▶ [STORED DATA]
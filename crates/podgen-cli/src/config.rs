//! Tool configuration.
//!
//! [`AppConfig`] is loaded once at startup and passed down by value.  It
//! describes how the `podgen` binary behaves (where files go, which engine
//! to run); the generator settings themselves live in the settings file
//! and never pass through here.
//!
//! # Resolution order (highest priority first)
//!
//! 1. CLI flags (handled at the call-site, not here)
//! 2. `PODGEN_*` environment variables, `__` between sections
//!    (`PODGEN_GENERATE__OUTPUT_DIR=build`)
//! 3. Config file (`--config`, else the platform config directory)
//! 4. Built-in defaults (always present)

use std::path::{Path, PathBuf};

use anyhow::Context as _;
use serde::{Deserialize, Serialize};
use tracing::debug;

/// Prefix of environment overrides.
pub const ENV_PREFIX: &str = "PODGEN";

/// Application configuration.
#[derive(Debug, Clone, Default, Serialize, Deserialize)]
#[serde(default)]
pub struct AppConfig {
    /// Where settings are read from and manifests are written to.
    pub generate: GenerateConfig,
    /// Container engine used by `push`.
    pub engine: EngineConfig,
    /// Output settings.
    pub output: OutputConfig,
}

#[derive(Debug, Clone, Serialize, Deserialize)]
#[serde(default)]
pub struct GenerateConfig {
    pub settings_file: PathBuf,
    pub output_dir: PathBuf,
    pub build_manifest: String,
    pub compose_file: String,
}

impl Default for GenerateConfig {
    fn default() -> Self {
        Self {
            settings_file: PathBuf::from("podgen.env"),
            output_dir: PathBuf::from("."),
            build_manifest: "Podmanfile".into(),
            compose_file: "compose.yaml".into(),
        }
    }
}

#[derive(Debug, Clone, Serialize, Deserialize)]
#[serde(default)]
pub struct EngineConfig {
    pub binary: String,
}

impl Default for EngineConfig {
    fn default() -> Self {
        Self {
            binary: "podman".into(),
        }
    }
}

#[derive(Debug, Clone, Serialize, Deserialize)]
#[serde(default)]
pub struct OutputConfig {
    pub no_color: bool,
    /// `auto`, `human`, `plain` or `json`; `--output-format` wins.
    pub format: String,
}

impl Default for OutputConfig {
    fn default() -> Self {
        Self {
            no_color: false,
            format: "auto".into(),
        }
    }
}

impl AppConfig {
    /// Load configuration: defaults, then the file, then the environment.
    ///
    /// An explicit `config_file` must exist; the default location is
    /// optional.
    pub fn load(config_file: Option<&PathBuf>) -> anyhow::Result<Self> {
        let defaults =
            config::Config::try_from(&Self::default()).context("encoding default configuration")?;

        let file = match config_file {
            Some(path) => config::File::from(path.as_path()).required(true),
            None => config::File::from(Self::config_path()).required(false),
        };

        let merged = config::Config::builder()
            .add_source(defaults)
            .add_source(file)
            .add_source(
                config::Environment::with_prefix(ENV_PREFIX)
                    .separator("__")
                    .try_parsing(true),
            )
            .build()
            .context("reading configuration")?;

        let cfg: Self = merged
            .try_deserialize()
            .context("configuration has an unexpected shape")?;
        debug!(?cfg, "Configuration loaded");
        Ok(cfg)
    }

    /// Path to the default configuration file.
    ///
    /// Uses `directories::ProjectDirs` for cross-platform correctness,
    /// falling back to `.podgen.toml` in the current directory.
    pub fn config_path() -> PathBuf {
        directories::ProjectDirs::from("dev", "podgen", "podgen")
            .map(|d| d.config_dir().join("config.toml"))
            .unwrap_or_else(|| PathBuf::from(".podgen.toml"))
    }

    /// Settings file to use when `--settings` is not given.
    pub fn settings_file(&self, flag: Option<&Path>) -> PathBuf {
        flag.map_or_else(|| self.generate.settings_file.clone(), Path::to_path_buf)
    }

    /// Output directory to use when `--output-dir` is not given.
    pub fn output_dir(&self, flag: Option<&Path>) -> PathBuf {
        flag.map_or_else(|| self.generate.output_dir.clone(), Path::to_path_buf)
    }
}

#[cfg(test)]
mod tests {
    use std::io::Write;

    use super::*;

    #[test]
    fn defaults_match_documented_file_names() {
        let cfg = AppConfig::default();
        assert_eq!(cfg.generate.settings_file, PathBuf::from("podgen.env"));
        assert_eq!(cfg.generate.build_manifest, "Podmanfile");
        assert_eq!(cfg.generate.compose_file, "compose.yaml");
        assert_eq!(cfg.engine.binary, "podman");
    }

    #[test]
    fn default_no_color_is_false() {
        assert!(!AppConfig::default().output.no_color);
    }

    #[test]
    fn explicit_file_overrides_defaults() {
        let dir = tempfile::tempdir().unwrap();
        let path = dir.path().join("podgen.toml");
        let mut file = std::fs::File::create(&path).unwrap();
        writeln!(file, "[generate]\noutput_dir = \"build\"\n\n[engine]\nbinary = \"docker\"").unwrap();

        let cfg = AppConfig::load(Some(&path)).unwrap();
        assert_eq!(cfg.generate.output_dir, PathBuf::from("build"));
        assert_eq!(cfg.engine.binary, "docker");
        // Untouched keys keep their defaults.
        assert_eq!(cfg.generate.build_manifest, "Podmanfile");
    }

    #[test]
    fn missing_explicit_file_is_an_error() {
        let path = PathBuf::from("/definitely/not/here/podgen.toml");
        assert!(AppConfig::load(Some(&path)).is_err());
    }

    #[test]
    fn flags_win_over_config() {
        let cfg = AppConfig::default();
        assert_eq!(
            cfg.settings_file(Some(Path::new("other.env"))),
            PathBuf::from("other.env")
        );
        assert_eq!(cfg.settings_file(None), PathBuf::from("podgen.env"));
        assert_eq!(cfg.output_dir(None), PathBuf::from("."));
    }

    #[test]
    fn config_path_is_not_empty() {
        let p = AppConfig::config_path();
        assert!(!p.as_os_str().is_empty());
    }
}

▶ [WHAT IS EXPECTED]
Scan the entries above and show each line that contains the word "platform".

▶ [COMPLETED EXERCISE]
//! 3. Config file (`--config`, else the platform config directory)
    /// Uses `directories::ProjectDirs` for cross-platform correctness,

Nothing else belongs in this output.